Sun Hao tersenyum tipis dan mulai membuat teh.


“Saudara Chen, apakah Anda pernah ke Kota Jiangyang baru-baru ini?” Tanya Sun Hao.


Kata-kata itu keluar.


Tubuh Chen Daoming bergetar.


Ujian akan datang!


Tinggallah sebentar, harus ingat setiap perkataan anak.


Tidak, setiap ekspresi dan setiap tindakan harus ditulis.


Jika Anda tidak dapat menyadarinya, bicaralah dengan Senior Liu Yan.


Chen Daoming membuat keputusan rahasia, ekspresinya sangat serius, "Guru, saya pernah ke sana!"


“Kalau begitu, apakah kamu pernah melihat boneka?” Tanya Sun Hao.


Kota Jiangyang, boneka?


Apa yang disiratkan putranya?


“Anakku, aku telah melihatnya.” Chen Daoming menjawab dengan jujur.


Mendengar ini, Sun Hao menatap Chen Daoming dengan ekspresi kagum di wajahnya.


Mampu melarikan diri dari monster kebal semacam itu membuktikan bahwa anak ini pandai dalam hal kekuatan.


“Klan boneka manusia adalah ras yang jahat?

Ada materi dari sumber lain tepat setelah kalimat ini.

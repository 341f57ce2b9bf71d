//! The `SessionStore` trait and its typed operation outcomes.
//!
//! Storage backends (`vouch-store-sqlite` in this workspace) implement the
//! trait; the engine and the HTTP layer only ever see the abstraction.

use std::future::Future;

use uuid::Uuid;

use crate::{
  session::{NewSession, SessionRecord},
  status::SessionStatus,
  subject::SubjectRefinements,
};

// ─── Operation inputs and outcomes ───────────────────────────────────────────

/// A provider-driven status update, already mapped to canonical form.
#[derive(Debug, Clone)]
pub struct SessionUpdate {
  pub status:      SessionStatus,
  pub refinements: SubjectRefinements,
}

/// Result of attaching an external identifier to a provisional session.
#[derive(Debug, Clone, Copy, PartialEq, Eq)]
pub enum ConfirmOutcome {
  /// The identifier was recorded (or was already recorded with this exact
  /// value; confirmation is idempotent).
  Confirmed,
  /// Another session already owns this external identifier.
  ExternalIdTaken,
  /// The session already carries a different external identifier.
  /// Identifiers are immutable once set, so the write was refused.
  AlreadyConfirmed,
}

/// Result of applying a [`SessionUpdate`], reported so callers can log and
/// react without re-reading the row.
#[derive(Debug, Clone)]
pub enum UpdateOutcome {
  /// The session moved to a new status.
  Applied {
    previous: SessionStatus,
    record:   SessionRecord,
  },
  /// The incoming status matched the stored one. Refinements may still have
  /// been merged; a byte-identical redelivery changes nothing.
  NoOp { record: SessionRecord },
  /// A terminal verdict was replaced by a different terminal verdict.
  Corrected {
    previous: SessionStatus,
    record:   SessionRecord,
  },
  /// A stale non-terminal update arrived after a terminal status and was
  /// dropped without touching the row.
  Ignored { record: SessionRecord },
}

impl UpdateOutcome {
  /// The session record after the update (identical to before, for
  /// `Ignored`).
  pub fn record(&self) -> &SessionRecord {
    match self {
      Self::Applied { record, .. }
      | Self::NoOp { record }
      | Self::Corrected { record, .. }
      | Self::Ignored { record } => record,
    }
  }
}

// ─── Trait ───────────────────────────────────────────────────────────────────

/// Abstraction over the local session store.
///
/// Webhook application is a read-modify-write of one session row;
/// implementations must serialize concurrent [`SessionStore::apply_update`]
/// calls for the same external identifier so no update is lost.
///
/// Every method returns a `Send` future; the trait is consumed from
/// multi-threaded tokio handlers.
pub trait SessionStore: Send + Sync {
  type Error: std::error::Error + Send + Sync + 'static;

  // ── Creation lifecycle ────────────────────────────────────────────────

  /// Persist a provisional session (no external identifier, `pending`
  /// status) together with its subject. Identifiers and timestamps are
  /// assigned by the store.
  fn create_session(
    &self,
    input: NewSession,
  ) -> impl Future<Output = Result<SessionRecord, Self::Error>> + Send + '_;

  /// Attach the provider's external identifier to a provisional session.
  ///
  /// Uniqueness is checked inside the same transaction that writes the
  /// identifier, backed by a UNIQUE constraint.
  fn confirm_session<'a>(
    &'a self,
    session_id: Uuid,
    external_id: &'a str,
  ) -> impl Future<Output = Result<ConfirmOutcome, Self::Error>> + Send + 'a;

  /// Remove a session and its subject. Returns whether anything existed.
  /// Used to roll back the local anchor when the provider call fails.
  fn delete_session(
    &self,
    session_id: Uuid,
  ) -> impl Future<Output = Result<bool, Self::Error>> + Send + '_;

  // ── Provider-driven mutation ──────────────────────────────────────────

  /// Atomically apply a status update plus field refinements to the session
  /// with this external identifier. Returns `None` if no confirmed session
  /// carries the identifier; provisional sessions are never matched.
  fn apply_update<'a>(
    &'a self,
    external_id: &'a str,
    update: SessionUpdate,
  ) -> impl Future<Output = Result<Option<UpdateOutcome>, Self::Error>> + Send + 'a;

  /// Merge field refinements without touching the status. Returns whether a
  /// session with this external identifier exists. Used for best-effort
  /// enrichment from decision reports.
  fn refine_subject<'a>(
    &'a self,
    external_id: &'a str,
    refinements: SubjectRefinements,
  ) -> impl Future<Output = Result<bool, Self::Error>> + Send + 'a;

  // ── Reads ─────────────────────────────────────────────────────────────

  /// Look up a session by its external identifier.
  fn get_by_external_id<'a>(
    &'a self,
    external_id: &'a str,
  ) -> impl Future<Output = Result<Option<SessionRecord>, Self::Error>> + Send + 'a;

  /// Look up the most recently created session for a document number.
  fn get_by_document_id<'a>(
    &'a self,
    document_id: &'a str,
  ) -> impl Future<Output = Result<Option<SessionRecord>, Self::Error>> + Send + 'a;
}
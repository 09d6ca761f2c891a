use serde::{Deserialize, Serialize};
use utoipa::ToSchema;

#[derive(Serialize, Deserialize, Debug, ToSchema)]
pub struct ErrorDto {
    pub error: String,
}
use super::*;

/// Tests batch loading of coaches.
///
/// Expected: Ok with only the requested coaches, and no query for an empty list
#[tokio::test]
async fn loads_requested_coaches_only() -> Result<(), DbErr> {
    let test = TestBuilder::new().with_table(Coach).build().await.unwrap();
    let db = test.db.as_ref().unwrap();

    let first = factory::create_coach(db).await?;
    factory::create_coach(db).await?;
    let third = factory::create_coach(db).await?;

    let repo = CoachRepository::new(db);
    let mut loaded = repo.get_by_ids(vec![first.id, third.id]).await?;
    loaded.sort_by_key(|c| c.id);

    assert_eq!(loaded, vec![first, third]);
    assert!(repo.get_by_ids(Vec::new()).await?.is_empty());

    Ok(())
}
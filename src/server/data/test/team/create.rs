use super::*;

/// Tests creating a team.
///
/// Expected: Ok with enums stored as their wire codes and no relations
#[tokio::test]
async fn creates_team() -> Result<(), DbErr> {
    let test = TestBuilder::new()
        .with_training_tables()
        .build()
        .await
        .unwrap();
    let db = test.db.as_ref().unwrap();

    let team = TeamRepository::new(db).create(params(2)).await?;

    assert!(team.training_sessions.is_empty());
    assert!(team.role_coaches.is_empty());

    let stored = Team::find_by_id(team.id.unwrap()).one(db).await?.unwrap();
    assert_eq!(stored.gender, "M");
    assert_eq!(stored.category, "SENIOR");
    assert_eq!(stored.team_number, 2);

    Ok(())
}

/// Tests the uniqueness probe over gender, category and number.
///
/// Expected: Ok(true) only for the exact combination
#[tokio::test]
async fn exists_matches_exact_combination() -> Result<(), DbErr> {
    let test = TestBuilder::new()
        .with_training_tables()
        .build()
        .await
        .unwrap();
    let db = test.db.as_ref().unwrap();

    let repo = TeamRepository::new(db);
    repo.create(params(1)).await?;

    assert!(repo.exists(&params(1)).await?);
    assert!(!repo.exists(&params(2)).await?);
    assert!(
        !repo
            .exists(&TeamParams {
                gender: Gender::Female,
                ..params(1)
            })
            .await?
    );

    Ok(())
}
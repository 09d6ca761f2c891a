//! Coach fixtures for creating in-memory test data.

use entity::coach;

pub const DEFAULT_NAME: &str = "Alex";
pub const DEFAULT_SURNAME: &str = "Martin";
pub const DEFAULT_EMAIL: &str = "alex.martin@example.com";
pub const DEFAULT_PHONE: &str = "+33612345678";

/// Creates a coach entity model with default values.
///
/// # Default Values
/// - id: `1`
/// - name: `"Alex"`
/// - surname: `"Martin"`
/// - email: `"alex.martin@example.com"`
/// - phone: `"+33612345678"`
pub fn entity() -> coach::Model {
    coach::Model {
        id: 1,
        name: DEFAULT_NAME.to_string(),
        surname: DEFAULT_SURNAME.to_string(),
        email: DEFAULT_EMAIL.to_string(),
        phone: DEFAULT_PHONE.to_string(),
    }
}

pub fn entity_builder() -> CoachEntityBuilder {
    CoachEntityBuilder { entity: entity() }
}

pub struct CoachEntityBuilder {
    entity: coach::Model,
}

impl CoachEntityBuilder {
    pub fn id(mut self, id: i32) -> Self {
        self.entity.id = id;
        self
    }

    pub fn name(mut self, name: impl Into<String>) -> Self {
        self.entity.name = name.into();
        self
    }

    pub fn surname(mut self, surname: impl Into<String>) -> Self {
        self.entity.surname = surname.into();
        self
    }

    pub fn email(mut self, email: impl Into<String>) -> Self {
        self.entity.email = email.into();
        self
    }

    pub fn phone(mut self, phone: impl Into<String>) -> Self {
        self.entity.phone = phone.into();
        self
    }

    pub fn build(self) -> coach::Model {
        self.entity
    }
}
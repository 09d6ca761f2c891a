use axum::{
    extract::{Path, Query, State},
    http::StatusCode,
    response::IntoResponse,
};

use crate::{
    model::{api::ErrorDto, role_coach::RoleCoachDto},
    server::{
        assembler::{role_coach::RoleCoachAssembler, Assembler, AssemblyContext},
        controller::{HalForms, PageParams},
        error::AppError,
        middleware::auth::{AuthGuard, Caller, Permission},
        service::role_coach::RoleCoachService,
        state::AppState,
    },
};

/// Tag for grouping role coach endpoints in OpenAPI documentation
pub static ROLE_COACH_TAG: &str = "role_coach";

#[utoipa::path(
    get,
    path = "/api/role-coaches",
    tag = ROLE_COACH_TAG,
    params(PageParams),
    responses(
        (status = 200, description = "Successfully retrieved role coaches", body = Vec<RoleCoachDto>, content_type = "application/prs.hal-forms+json"),
        (status = 400, description = "Invalid page request", body = ErrorDto),
        (status = 500, description = "Internal server error", body = ErrorDto)
    ),
)]
pub async fn get_role_coaches(
    State(state): State<AppState>,
    caller: Caller,
    Query(params): Query<PageParams>,
) -> Result<impl IntoResponse, AppError> {
    let request = params.into_request()?;
    let page = RoleCoachService::new(&state.db)
        .get_paginated(&request)
        .await?;

    let ctx = AssemblyContext::new(&state.links, &caller);
    let model = RoleCoachAssembler::new(ctx).to_paged_model(&page)?;

    Ok(HalForms(model))
}

#[utoipa::path(
    get,
    path = "/api/role-coaches/all",
    tag = ROLE_COACH_TAG,
    responses(
        (status = 200, description = "Successfully retrieved role coaches", body = Vec<RoleCoachDto>, content_type = "application/prs.hal-forms+json"),
        (status = 500, description = "Internal server error", body = ErrorDto)
    ),
)]
pub async fn get_all_role_coaches(
    State(state): State<AppState>,
    caller: Caller,
) -> Result<impl IntoResponse, AppError> {
    let roles = RoleCoachService::new(&state.db).get_all().await?;

    let ctx = AssemblyContext::new(&state.links, &caller);
    let model = RoleCoachAssembler::new(ctx).to_collection_model(&roles)?;

    Ok(HalForms(model))
}

/// Get a coach role with its coach embedded.
#[utoipa::path(
    get,
    path = "/api/role-coaches/{id}",
    tag = ROLE_COACH_TAG,
    params(
        ("id" = i32, Path, description = "Role coach ID")
    ),
    responses(
        (status = 200, description = "Successfully retrieved role coach", body = RoleCoachDto, content_type = "application/prs.hal-forms+json"),
        (status = 404, description = "Role coach not found", body = ErrorDto),
        (status = 500, description = "Internal server error", body = ErrorDto)
    ),
)]
pub async fn get_role_coach(
    State(state): State<AppState>,
    caller: Caller,
    Path(id): Path<i32>,
) -> Result<impl IntoResponse, AppError> {
    let role = RoleCoachService::new(&state.db).get_by_id(id).await?;

    let ctx = AssemblyContext::new(&state.links, &caller);
    let model = RoleCoachAssembler::new(ctx).to_model(&role)?;

    Ok(HalForms(model))
}

/// Remove a coach from a team.
///
/// # Access Control
/// - `Admin` - Only admins can remove coach roles
#[utoipa::path(
    delete,
    path = "/api/role-coaches/{id}",
    tag = ROLE_COACH_TAG,
    params(
        ("id" = i32, Path, description = "Role coach ID")
    ),
    security(("bearer" = [])),
    responses(
        (status = 204, description = "Successfully deleted role coach"),
        (status = 401, description = "Missing bearer token", body = ErrorDto),
        (status = 403, description = "Caller is not an admin", body = ErrorDto),
        (status = 404, description = "Role coach not found", body = ErrorDto),
        (status = 500, description = "Internal server error", body = ErrorDto)
    ),
)]
pub async fn delete_role_coach(
    State(state): State<AppState>,
    caller: Caller,
    Path(id): Path<i32>,
) -> Result<impl IntoResponse, AppError> {
    AuthGuard::new(&caller).require(&[Permission::Admin])?;

    RoleCoachService::new(&state.db).delete(id).await?;

    Ok(StatusCode::NO_CONTENT)
}
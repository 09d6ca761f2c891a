use super::*;

/// Tests creating a hall.
///
/// Verifies that the repository inserts the hall with its flattened address and
/// returns it with the generated ID.
///
/// Expected: Ok with hall persisted
#[tokio::test]
async fn creates_hall() -> Result<(), DbErr> {
    let test = TestBuilder::new().with_table(Hall).build().await.unwrap();
    let db = test.db.as_ref().unwrap();

    let repo = HallRepository::new(db);
    let hall = repo.create(params("Gymnase")).await?;

    assert!(hall.id.is_some());
    assert_eq!(hall.name, "Gymnase");
    assert_eq!(hall.address.postal_code, "67800");

    let stored = Hall::find_by_id(hall.id.unwrap()).one(db).await?.unwrap();
    assert_eq!(stored.city, "Hoenheim");

    Ok(())
}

Lalu tahukah kamu bahwa ada ras jahat lain selain klan boneka manusia?” Tanya Sun Hao.


"Anakku, selain marga wayang manusia, ada juga marga wayang mayat, marga pengunyah hati, marga wayang jiwa ..."


Chen Daoming mulai memperkenalkannya dengan serius.


Setiap balapan diperkenalkan dengan sangat detail.


Sun Hao diam-diam mengerutkan kening saat mendengar ini.


Dua hari lalu, toko Xiaoer tampak menyedihkan, masih melekat di hatinya.


Kepalanya digerogoti dan otaknya mabuk, itu mengerikan.


Ras seperti itu seharusnya tidak ada di dunia ini.


Sun Hao melempar cabang mati di tangannya.


"Wow..."

__ADS_1


Cabang mati jatuh ke Yaochi tanpa berbelok, dan ada semburan air.


Chen Daoming melihat adegan ini dengan kaget.


"Anakku, ini untukku menghancurkan ras jahat!"


"Saya mengerti!"


Chen Daoming mengepalkan tinjunya, matanya bersinar karena kegembiraan.


"Saudara Chen, maaf membuatmu tertawa!"


Sun Hao menarik emosinya dan duduk lagi.


“Dimana, dimana!” Kata Chen Daoming.


"panggilan……"


Aroma teh meluap, melayang ke arah halaman belakang.


"Retak ..."


Pada saat ini, terdengar tangisan bebek.


Setelah Chen Daoming mendengarnya, dia mendongak.


Melihat langit, pupil Chen Daoming menyusut dan coraknya berubah drastis.


"Ini ... ini Sembilan Dewa Langit Luan, aku ... Tuhanku! Ini ... apakah di sini untuk mengambil teh putranya?"


"Sudah berakhir, di depan binatang semacam ini, aku bahkan tidak bisa menggerakkan satu jari pun!"


Chen Daoming bergumam pada dirinya sendiri, wajahnya pucat.


Dia kosong melihat Sembilan Surga Dewa Luan turun dari langit, tidak dapat melakukan apapun.


Sayap besar itu sepertinya menutupi seluruh langit.


Angin bertiup dan menderu-deru tanpa henti.


Sangat luar biasa, berguling masuk.


Chen Daoming berdiri di tempat seperti patung.


Bukan karena dia tidak mau bergerak, tapi dia tidak bisa bergerak sama sekali.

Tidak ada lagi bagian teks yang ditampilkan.